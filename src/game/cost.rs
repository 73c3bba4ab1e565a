//! Cost model: pure functions over the catalog.
//!
//! Every cost is `floor(base_cost * cost_multiplier^level)`. The batch helpers sum that same
//! expression so a batch total always matches buying the units one by one.

use super::catalog::UpgradeType;
use super::state::UpgradeState;

/// Cost of the unit bought at `level` (i.e. the next unit when `level` are owned).
///
/// Saturates to infinity for levels far past anything reachable by play.
pub fn cost_at_level(kind: UpgradeType, level: u32) -> f64 {
    let def = kind.definition();
    (def.base_cost * def.cost_multiplier.powf(f64::from(level))).floor()
}

/// Cost of the next single purchase. Already derived on the upgrade state.
pub fn cost_for_purchase(upgrade: &UpgradeState) -> f64 {
    upgrade.current_cost
}

/// Total cost of buying `n` more units starting from `level`.
pub fn cost_for_n_purchases(kind: UpgradeType, level: u32, n: u32) -> f64 {
    (0..n)
        .map(|i| cost_at_level(kind, level.saturating_add(i)))
        .sum()
}

/// How many units can be bought in sequence from `level` with `available` resource.
pub fn max_affordable_purchases(kind: UpgradeType, level: u32, available: f64) -> u32 {
    let mut money = available;
    let mut amount: u32 = 0;
    let mut next_cost = cost_at_level(kind, level);

    // Costs only grow, so the loop ends once a unit is unaffordable or infinite.
    while next_cost.is_finite() && next_cost > 0.0 && money >= next_cost {
        money -= next_cost;
        amount += 1;
        match level.checked_add(amount) {
            Some(next_level) => next_cost = cost_at_level(kind, next_level),
            None => break,
        }
    }
    amount
}
//! Presentation-side effect state: particle bursts, floating texts, spawn sprites,
//! the replay queue and short-lived popups.
//!
//! Nothing here feeds back into the session. Effects only decay with ticks.

use super::milestone::{MilestoneEffect, ReplayCue};

/// Colour family of a particle, mapped to a terminal colour at render time.
#[derive(Clone, Copy, Debug, PartialEq, Eq)]
pub enum Tint {
    Red,
    Gold,
    Green,
    Purple,
    Orange,
    Rainbow,
}

#[derive(Clone, Copy, Debug, PartialEq, Eq)]
pub enum ParticleStyle {
    /// "+N" rising from the bottom of the window.
    ClickFeedback,
    /// Burst glyph expanding from the centre.
    Burst(Tint),
    /// Milestone banner text.
    Banner(Tint),
}

#[derive(Clone, Debug, PartialEq)]
pub struct Particle {
    pub text: String,
    pub col_offset: i16,
    pub row_offset: i16,
    /// Remaining lifetime in ticks.
    pub life: u32,
    pub max_life: u32,
    pub style: ParticleStyle,
}

/// Spawn sprite position in permille of the window area.
#[derive(Clone, Copy, Debug, PartialEq, Eq)]
pub struct Sprite {
    pub x_permille: u16,
    pub y_permille: u16,
}

/// Visual cues for one milestone effect.
#[derive(Clone, Copy, Debug, PartialEq)]
pub struct EffectCue {
    pub burst_tint: Tint,
    pub burst_particles: u32,
    /// Tint of the banner text, if the effect shows one.
    pub text_tint: Option<Tint>,
    /// Turns on the permanent radial pulse behind the window.
    pub radial_pulse: bool,
}

/// Burst sizes are a fifth of the canvas version; the grid is much coarser.
const BURST_SCALE: u32 = 5;
const MAX_PARTICLES: usize = 160;
/// Drawn sprites. Further spawns only bump the counter.
pub const MAX_SPRITES: usize = 64;

pub const CLICK_FEEDBACK_TICKS: u32 = 7;
pub const SAVE_POPUP_TICKS: u32 = 25;
const BANNER_TICKS: u32 = 30;
const CLICK_FLASH_TICKS: u32 = 3;

const BURST_GLYPHS: &[&str] = &["*", "✦", "·", "•", "+"];

pub fn cue_for(effect: MilestoneEffect) -> EffectCue {
    match effect {
        MilestoneEffect::Spark => EffectCue {
            burst_tint: Tint::Red,
            burst_particles: 50 / BURST_SCALE,
            text_tint: None,
            radial_pulse: false,
        },
        MilestoneEffect::Gold => EffectCue {
            burst_tint: Tint::Gold,
            burst_particles: 100 / BURST_SCALE,
            text_tint: Some(Tint::Green),
            radial_pulse: false,
        },
        MilestoneEffect::Nebula => EffectCue {
            burst_tint: Tint::Purple,
            burst_particles: 200 / BURST_SCALE,
            text_tint: Some(Tint::Purple),
            radial_pulse: true,
        },
        MilestoneEffect::Rainbow => EffectCue {
            burst_tint: Tint::Rainbow,
            burst_particles: 500 / BURST_SCALE,
            text_tint: Some(Tint::Orange),
            radial_pulse: false,
        },
    }
}

pub struct EffectsState {
    pub particles: Vec<Particle>,
    pub sprites: Vec<Sprite>,
    /// Spawns seen this session, including restored ones.
    pub sprite_total: u64,
    pub radial_pulse: bool,
    pub click_flash: u32,
    pub save_popup: u32,
    pub anim_frame: u32,
    /// `(due_ms, effect)`, in scheduling order.
    replay_queue: Vec<(f64, MilestoneEffect)>,
    rng_state: u32,
}

impl EffectsState {
    pub fn new(seed: u32) -> Self {
        Self {
            particles: Vec::new(),
            sprites: Vec::new(),
            sprite_total: 0,
            radial_pulse: false,
            click_flash: 0,
            save_popup: 0,
            anim_frame: 0,
            replay_queue: Vec::new(),
            // xorshift never leaves zero
            rng_state: seed.max(1),
        }
    }

    /// xorshift32.
    pub fn next_random(&mut self) -> u32 {
        let mut x = self.rng_state;
        x ^= x << 13;
        x ^= x >> 17;
        x ^= x << 5;
        self.rng_state = x;
        x
    }

    /// Random value in `-span..=span`.
    fn random_offset(&mut self, span: u16) -> i16 {
        let width = span as u32 * 2 + 1;
        (self.next_random() % width) as i16 - span as i16
    }

    /// Play the cues of a milestone effect. `text` is the localized banner, if any.
    pub fn trigger(&mut self, effect: MilestoneEffect, text: Option<&str>) {
        let cue = cue_for(effect);
        for _ in 0..cue.burst_particles {
            let glyph_idx = self.next_random() as usize % BURST_GLYPHS.len();
            let col_offset = self.random_offset(8);
            let row_offset = self.random_offset(3);
            let life = 10 + self.next_random() % 10;
            self.push_particle(Particle {
                text: BURST_GLYPHS[glyph_idx].to_string(),
                col_offset,
                row_offset,
                life,
                max_life: life,
                style: ParticleStyle::Burst(cue.burst_tint),
            });
        }
        if let (Some(tint), Some(text)) = (cue.text_tint, text) {
            let row_offset = self.random_offset(2);
            self.push_particle(Particle {
                text: text.to_string(),
                col_offset: 0,
                row_offset,
                life: BANNER_TICKS,
                max_life: BANNER_TICKS,
                style: ParticleStyle::Banner(tint),
            });
        }
        if cue.radial_pulse {
            self.radial_pulse = true;
        }
    }

    pub fn spawn_sprite(&mut self) {
        self.sprite_total += 1;
        if self.sprites.len() >= MAX_SPRITES {
            return;
        }
        let sprite = Sprite {
            x_permille: (self.next_random() % 1000) as u16,
            y_permille: (self.next_random() % 1000) as u16,
        };
        self.sprites.push(sprite);
    }

    /// Recreate the sprites a restored session has already earned.
    pub fn restore_sprites(&mut self, count: u64) {
        self.sprite_total = self.sprite_total.saturating_add(count);
        let room = MAX_SPRITES.saturating_sub(self.sprites.len());
        let drawn = usize::try_from(count).map_or(room, |c| c.min(room));
        for _ in 0..drawn {
            let sprite = Sprite {
                x_permille: (self.next_random() % 1000) as u16,
                y_permille: (self.next_random() % 1000) as u16,
            };
            self.sprites.push(sprite);
        }
    }

    /// Floating "+N" for a manual click.
    pub fn click_feedback(&mut self, text: String) {
        self.click_flash = CLICK_FLASH_TICKS;
        let col_offset = self.random_offset(6);
        self.push_particle(Particle {
            text,
            col_offset,
            row_offset: 0,
            life: CLICK_FEEDBACK_TICKS,
            max_life: CLICK_FEEDBACK_TICKS,
            style: ParticleStyle::ClickFeedback,
        });
    }

    pub fn show_save_popup(&mut self) {
        self.save_popup = SAVE_POPUP_TICKS;
    }

    /// Queue replayed milestone effects relative to `now_ms`.
    pub fn schedule_replays(&mut self, cues: &[ReplayCue], now_ms: f64) {
        self.replay_queue
            .extend(cues.iter().map(|c| (now_ms + c.delay_ms, c.effect)));
    }

    /// Pop every replay whose time has come, in scheduling order.
    pub fn due_replays(&mut self, now_ms: f64) -> Vec<MilestoneEffect> {
        let mut due = Vec::new();
        self.replay_queue.retain(|&(at, effect)| {
            if at <= now_ms {
                due.push(effect);
                false
            } else {
                true
            }
        });
        due
    }

    pub fn pending_replays(&self) -> usize {
        self.replay_queue.len()
    }

    pub fn tick(&mut self, delta_ticks: u32) {
        self.anim_frame = self.anim_frame.wrapping_add(delta_ticks);
        self.click_flash = self.click_flash.saturating_sub(delta_ticks);
        self.save_popup = self.save_popup.saturating_sub(delta_ticks);
        for p in &mut self.particles {
            p.life = p.life.saturating_sub(delta_ticks);
        }
        self.particles.retain(|p| p.life > 0);
    }

    /// Drop everything earned so far. The RNG keeps running.
    pub fn clear(&mut self) {
        let rng_state = self.rng_state;
        *self = Self::new(rng_state);
    }

    fn push_particle(&mut self, particle: Particle) {
        self.particles.push(particle);
        if self.particles.len() > MAX_PARTICLES {
            self.particles.remove(0);
        }
    }
}

#[cfg(test)]
mod tests {
    use super::*;

    #[test]
    fn cue_table_matches_milestones() {
        assert_eq!(cue_for(MilestoneEffect::Spark).burst_particles, 10);
        assert_eq!(cue_for(MilestoneEffect::Spark).text_tint, None);
        assert_eq!(cue_for(MilestoneEffect::Gold).burst_tint, Tint::Gold);
        assert!(cue_for(MilestoneEffect::Nebula).radial_pulse);
        assert!(!cue_for(MilestoneEffect::Rainbow).radial_pulse);
        assert_eq!(cue_for(MilestoneEffect::Rainbow).burst_particles, 100);
    }

    #[test]
    fn rng_is_deterministic() {
        let mut a = EffectsState::new(42);
        let mut b = EffectsState::new(42);
        for _ in 0..10 {
            assert_eq!(a.next_random(), b.next_random());
        }
    }

    #[test]
    fn zero_seed_still_produces_values() {
        let mut e = EffectsState::new(0);
        assert_ne!(e.next_random(), 0);
    }

    #[test]
    fn trigger_spawns_burst_and_banner() {
        let mut e = EffectsState::new(7);
        e.trigger(MilestoneEffect::Nebula, Some("wow"));
        let bursts = e
            .particles
            .iter()
            .filter(|p| matches!(p.style, ParticleStyle::Burst(Tint::Purple)))
            .count();
        assert_eq!(bursts, 40);
        assert!(e
            .particles
            .iter()
            .any(|p| p.style == ParticleStyle::Banner(Tint::Purple) && p.text == "wow"));
        assert!(e.radial_pulse);
    }

    #[test]
    fn spark_without_text_has_no_banner() {
        let mut e = EffectsState::new(7);
        e.trigger(MilestoneEffect::Spark, Some("ignored"));
        assert!(e
            .particles
            .iter()
            .all(|p| matches!(p.style, ParticleStyle::Burst(_))));
    }

    #[test]
    fn particles_expire() {
        let mut e = EffectsState::new(3);
        e.click_feedback("+1".into());
        e.tick(CLICK_FEEDBACK_TICKS - 1);
        assert_eq!(e.particles.len(), 1);
        e.tick(1);
        assert!(e.particles.is_empty());
    }

    #[test]
    fn particle_cap() {
        let mut e = EffectsState::new(3);
        for _ in 0..3 {
            e.trigger(MilestoneEffect::Rainbow, None);
        }
        assert_eq!(e.particles.len(), MAX_PARTICLES);
    }

    #[test]
    fn sprites_capped_but_counted() {
        let mut e = EffectsState::new(9);
        e.restore_sprites(100);
        assert_eq!(e.sprites.len(), MAX_SPRITES);
        assert_eq!(e.sprite_total, 100);
        assert!(e.sprites.iter().all(|s| s.x_permille < 1000 && s.y_permille < 1000));
    }

    #[test]
    fn replays_fire_when_due() {
        let mut e = EffectsState::new(1);
        let cues = [
            ReplayCue { delay_ms: 500.0, effect: MilestoneEffect::Spark },
            ReplayCue { delay_ms: 1_250.0, effect: MilestoneEffect::Gold },
        ];
        e.schedule_replays(&cues, 1_000.0);
        assert!(e.due_replays(1_400.0).is_empty());
        assert_eq!(e.due_replays(1_500.0), vec![MilestoneEffect::Spark]);
        assert_eq!(e.pending_replays(), 1);
        assert_eq!(e.due_replays(5_000.0), vec![MilestoneEffect::Gold]);
        assert_eq!(e.pending_replays(), 0);
    }

    #[test]
    fn save_popup_lasts_two_and_a_half_seconds() {
        let mut e = EffectsState::new(1);
        e.show_save_popup();
        e.tick(24);
        assert!(e.save_popup > 0);
        e.tick(1);
        assert_eq!(e.save_popup, 0);
    }

    #[test]
    fn clear_resets_visuals() {
        let mut e = EffectsState::new(1);
        e.trigger(MilestoneEffect::Nebula, None);
        e.spawn_sprite();
        e.clear();
        assert!(e.particles.is_empty());
        assert!(e.sprites.is_empty());
        assert!(!e.radial_pulse);
    }
}
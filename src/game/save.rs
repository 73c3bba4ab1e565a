//! Save/load for the clicker session.
//!
//! The record is a flat, versionless JSON object stored under one localStorage key:
//!
//! ```json
//! { "clicks": 1234.5,
//!   "upgradeLevels": { "cursor": 3, "factory": 1 },
//!   "milestonesActivated": [true, false, false, false],
//!   "language": "de" }
//! ```
//!
//! Any subset of fields may be missing (or `null`); missing fields fall back to the values of
//! a fresh session. Costs and derived stats are never stored, they are recomputed from levels.

use std::collections::BTreeMap;

use serde::{Deserialize, Deserializer, Serialize};
use thiserror::Error;

use super::catalog::UpgradeType;
use super::session::Session;

#[derive(Debug, Error)]
pub enum SaveError {
    #[error("could not serialize save record: {0}")]
    Serialize(#[source] serde_json::Error),
    #[error("could not parse save record: {0}")]
    Parse(#[source] serde_json::Error),
    #[error("localStorage is unavailable")]
    StorageUnavailable,
    #[error("storage operation failed: {0}")]
    Storage(String),
}

/// Persisted projection of a session.
#[derive(Clone, Debug, Default, PartialEq, Serialize, Deserialize)]
#[serde(rename_all = "camelCase")]
pub struct SaveRecord {
    #[serde(rename = "clicks", default, deserialize_with = "null_as_default")]
    pub resource_total: f64,
    #[serde(default, deserialize_with = "null_as_default")]
    pub upgrade_levels: BTreeMap<String, u32>,
    #[serde(default, deserialize_with = "null_as_default")]
    pub milestones_activated: Vec<bool>,
    #[serde(default, deserialize_with = "null_as_default")]
    pub language: String,
}

fn null_as_default<'de, D, T>(deserializer: D) -> Result<T, D::Error>
where
    D: Deserializer<'de>,
    T: Default + Deserialize<'de>,
{
    Ok(Option::<T>::deserialize(deserializer)?.unwrap_or_default())
}

/// Where the encoded record lives.
pub trait SaveStore {
    fn read(&self) -> Result<Option<String>, SaveError>;
    fn write(&mut self, json: &str) -> Result<(), SaveError>;
    fn clear(&mut self) -> Result<(), SaveError>;
}

/// Pure projection of the session. Does not touch the session.
pub fn extract_save(session: &Session) -> SaveRecord {
    SaveRecord {
        resource_total: session.progression.resource_total,
        upgrade_levels: session
            .progression
            .upgrades
            .iter()
            .map(|u| (u.kind.save_key().to_string(), u.level))
            .collect(),
        milestones_activated: session.milestones.activated_flags(),
        language: session.language.clone(),
    }
}

/// Restore a record onto a fresh session.
///
/// Levels are set first and every cost is recomputed from its level; derived stats are then
/// recomputed once. Milestone flags are copied verbatim and thresholds are *not* re-checked.
/// Spawns already covered by the restored resource are marked as emitted.
pub fn apply_save(session: &mut Session, record: &SaveRecord) {
    let resource = if record.resource_total.is_finite() {
        record.resource_total.max(0.0)
    } else {
        0.0
    };
    session.progression.resource_total = resource;

    for (key, &level) in &record.upgrade_levels {
        match UpgradeType::from_save_key(key) {
            Some(kind) => session.progression.upgrades[kind.index()].set_level(level),
            None => log::warn!("ignoring unknown upgrade '{key}' in save record"),
        }
    }
    session.progression.recalculate_stats();

    session
        .milestones
        .restore_activated(&record.milestones_activated);
    session.milestones.seed_spawns(resource);

    if !record.language.is_empty() {
        session.language = record.language.clone();
    }
}

pub fn encode(record: &SaveRecord) -> Result<String, SaveError> {
    serde_json::to_string(record).map_err(SaveError::Serialize)
}

pub fn decode(json: &str) -> Result<SaveRecord, SaveError> {
    serde_json::from_str(json).map_err(SaveError::Parse)
}

/// Write the session to the store.
pub fn save_game(session: &Session, store: &mut dyn SaveStore) -> Result<(), SaveError> {
    let json = encode(&extract_save(session))?;
    store.write(&json)?;
    log::info!(
        "progress saved ({} clicks)",
        session.progression.resource_total.floor()
    );
    Ok(())
}

/// Read a record from the store. Absent, unreadable or malformed records yield `None`;
/// a malformed record is also removed so the next start is clean.
pub fn load_record(store: &mut dyn SaveStore) -> Option<SaveRecord> {
    let json = match store.read() {
        Ok(Some(json)) => json,
        Ok(None) => return None,
        Err(e) => {
            log::warn!("could not read save, starting fresh: {e}");
            return None;
        }
    };

    match decode(&json) {
        Ok(record) => Some(record),
        Err(e) => {
            log::warn!("discarding broken save: {e}");
            if let Err(e) = store.clear() {
                log::warn!("could not remove broken save: {e}");
            }
            None
        }
    }
}

/// Remove the stored record.
pub fn delete_save(store: &mut dyn SaveStore) {
    if let Err(e) = store.clear() {
        log::warn!("could not delete save: {e}");
    }
}

/// localStorage-backed store. Only functional in the browser.
#[cfg(target_arch = "wasm32")]
pub struct LocalStorage {
    key: &'static str,
}

#[cfg(target_arch = "wasm32")]
impl LocalStorage {
    pub fn new(key: &'static str) -> Self {
        Self { key }
    }

    fn storage() -> Result<web_sys::Storage, SaveError> {
        web_sys::window()
            .and_then(|w| w.local_storage().ok().flatten())
            .ok_or(SaveError::StorageUnavailable)
    }
}

#[cfg(target_arch = "wasm32")]
impl SaveStore for LocalStorage {
    fn read(&self) -> Result<Option<String>, SaveError> {
        Self::storage()?
            .get_item(self.key)
            .map_err(|e| SaveError::Storage(format!("{e:?}")))
    }

    fn write(&mut self, json: &str) -> Result<(), SaveError> {
        Self::storage()?
            .set_item(self.key, json)
            .map_err(|e| SaveError::Storage(format!("{e:?}")))
    }

    fn clear(&mut self) -> Result<(), SaveError> {
        Self::storage()?
            .remove_item(self.key)
            .map_err(|e| SaveError::Storage(format!("{e:?}")))
    }
}

/// In-memory store for native builds and tests.
#[derive(Default)]
pub struct MemoryStore {
    pub data: Option<String>,
    pub fail_writes: bool,
}

impl SaveStore for MemoryStore {
    fn read(&self) -> Result<Option<String>, SaveError> {
        Ok(self.data.clone())
    }

    fn write(&mut self, json: &str) -> Result<(), SaveError> {
        if self.fail_writes {
            return Err(SaveError::Storage("quota exceeded".into()));
        }
        self.data = Some(json.to_string());
        Ok(())
    }

    fn clear(&mut self) -> Result<(), SaveError> {
        self.data = None;
        Ok(())
    }
}
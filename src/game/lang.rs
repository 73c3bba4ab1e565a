//! UI text for the two shipped languages.
//!
//! The session only stores an opaque language code; this table turns it into strings.

use super::catalog::UpgradeType;
use super::milestone::MilestoneEffect;

#[derive(Clone, Copy, Debug, PartialEq, Eq)]
pub enum Language {
    De,
    En,
}

impl Language {
    /// Unknown codes fall back to German.
    pub fn from_code(code: &str) -> Self {
        match code {
            "en" => Language::En,
            _ => Language::De,
        }
    }

    pub fn code(self) -> &'static str {
        match self {
            Language::De => "de",
            Language::En => "en",
        }
    }

    pub fn next(self) -> Self {
        match self {
            Language::De => Language::En,
            Language::En => Language::De,
        }
    }

    pub fn texts(self) -> &'static Texts {
        match self {
            Language::De => &DE,
            Language::En => &EN,
        }
    }
}

pub struct Texts {
    pub title: &'static str,
    pub clicks: &'static str,
    pub active_cps: &'static str,
    pub passive_cps: &'static str,
    pub window_hint: &'static str,
    pub upgrades: &'static str,
    pub level_prefix: &'static str,
    pub max_buy_prefix: &'static str,
    pub cost_prefix: &'static str,
    pub cost_prefix_10x: &'static str,
    pub cost_prefix_max: &'static str,
    pub mode: &'static str,
    pub language: &'static str,
    pub save: &'static str,
    pub reset: &'static str,
    pub reset_confirm: &'static str,
    pub save_popup: &'static str,
    pub next_milestone: &'static str,
    pub all_milestones: &'static str,
    /// `(title, description)` in [`UpgradeType::ALL`] order.
    upgrades_text: [(&'static str, &'static str); 6],
    /// Floating text per milestone effect; `None` for effects without text.
    milestone_text: [Option<&'static str>; 4],
}

impl Texts {
    pub fn upgrade_title(&self, kind: UpgradeType) -> &'static str {
        self.upgrades_text[kind.index()].0
    }

    pub fn upgrade_desc(&self, kind: UpgradeType) -> &'static str {
        self.upgrades_text[kind.index()].1
    }

    pub fn milestone_text(&self, effect: MilestoneEffect) -> Option<&'static str> {
        let idx = match effect {
            MilestoneEffect::Spark => 0,
            MilestoneEffect::Gold => 1,
            MilestoneEffect::Nebula => 2,
            MilestoneEffect::Rainbow => 3,
        };
        self.milestone_text[idx]
    }
}

static DE: Texts = Texts {
    title: "Fenster-Klicker",
    clicks: "Klicks",
    active_cps: "Aktive KPS",
    passive_cps: "Passive KPS",
    window_hint: "Klick mich! [Space]",
    upgrades: "Upgrades",
    level_prefix: "Stufe ",
    max_buy_prefix: "max ",
    cost_prefix: "Kosten: ",
    cost_prefix_10x: "Kosten (10x): ",
    cost_prefix_max: "Kosten (max ",
    mode: "Modus",
    language: "Sprache",
    save: "Speichern",
    reset: "Zurücksetzen",
    reset_confirm: "Nochmal R drücken zum Zurücksetzen",
    save_popup: "Fortschritt gespeichert!",
    next_milestone: "Nächster Meilenstein",
    all_milestones: "Alle Meilensteine erreicht",
    upgrades_text: [
        ("Cursor", "+1 Klick pro Klick"),
        ("Fensteroptimierung", "+5 Klicks pro Klick"),
        ("Autoklicker", "+1 Klick pro Sekunde"),
        ("Klickmagnet", "Passiv: Klickstärke pro Sekunde"),
        ("Fabrik", "+10 Klicks pro Sekunde"),
        ("Weltherrschaft", "+50 Klicks pro Sekunde"),
    ],
    milestone_text: [
        None,
        Some("1.000 Klicks! Nicht schlecht!"),
        Some("10.000 Klicks! Das Fenster bebt!"),
        Some("100.000 Klicks! Totale Fensterherrschaft!"),
    ],
};

static EN: Texts = Texts {
    title: "Window Clicker",
    clicks: "Clicks",
    active_cps: "Active CPS",
    passive_cps: "Passive CPS",
    window_hint: "Click me! [Space]",
    upgrades: "Upgrades",
    level_prefix: "Level ",
    max_buy_prefix: "max ",
    cost_prefix: "Cost: ",
    cost_prefix_10x: "Cost (10x): ",
    cost_prefix_max: "Cost (max ",
    mode: "Mode",
    language: "Language",
    save: "Save",
    reset: "Reset",
    reset_confirm: "Press R again to reset",
    save_popup: "Progress Saved!",
    next_milestone: "Next milestone",
    all_milestones: "All milestones reached",
    upgrades_text: [
        ("Cursor", "+1 click per click"),
        ("Window Optimization", "+5 clicks per click"),
        ("Autoclicker", "+1 click per second"),
        ("Click Magnet", "Passive: click power per second"),
        ("Factory", "+10 clicks per second"),
        ("Global Dominance", "+50 clicks per second"),
    ],
    milestone_text: [
        None,
        Some("1,000 clicks! Not bad!"),
        Some("10,000 clicks! The window trembles!"),
        Some("100,000 clicks! Total window domination!"),
    ],
};

#[cfg(test)]
mod tests {
    use super::*;

    #[test]
    fn unknown_code_falls_back_to_german() {
        assert_eq!(Language::from_code("fr"), Language::De);
        assert_eq!(Language::from_code(""), Language::De);
        assert_eq!(Language::from_code("en"), Language::En);
    }

    #[test]
    fn cycle_returns_to_start() {
        let l = Language::De;
        assert_eq!(l.next().next(), l);
        assert_eq!(Language::from_code(l.next().code()), Language::En);
    }

    #[test]
    fn every_upgrade_has_text() {
        for lang in [Language::De, Language::En] {
            for kind in UpgradeType::ALL {
                assert!(!lang.texts().upgrade_title(kind).is_empty());
                assert!(!lang.texts().upgrade_desc(kind).is_empty());
            }
        }
    }

    #[test]
    fn spark_has_no_text() {
        assert!(Language::En.texts().milestone_text(MilestoneEffect::Spark).is_none());
        assert!(Language::De.texts().milestone_text(MilestoneEffect::Rainbow).is_some());
    }
}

▶ [Problem requirements]:
From the records above, show each line that contains the word "clicks".

▶ [Solution to this exercise]:
//! { "clicks": 1234.5,
    #[serde(rename = "clicks", default, deserialize_with = "null_as_default")]
        "progress saved ({} clicks)",
    pub clicks: &'static str,
    clicks: "Klicks",
    clicks: "Clicks",
        ("Window Optimization", "+5 clicks per click"),
        ("Factory", "+10 clicks per second"),
        ("Global Dominance", "+50 clicks per second"),
        Some("1,000 clicks! Not bad!"),
        Some("10,000 clicks! The window trembles!"),
        Some("100,000 clicks! Total window domination!"),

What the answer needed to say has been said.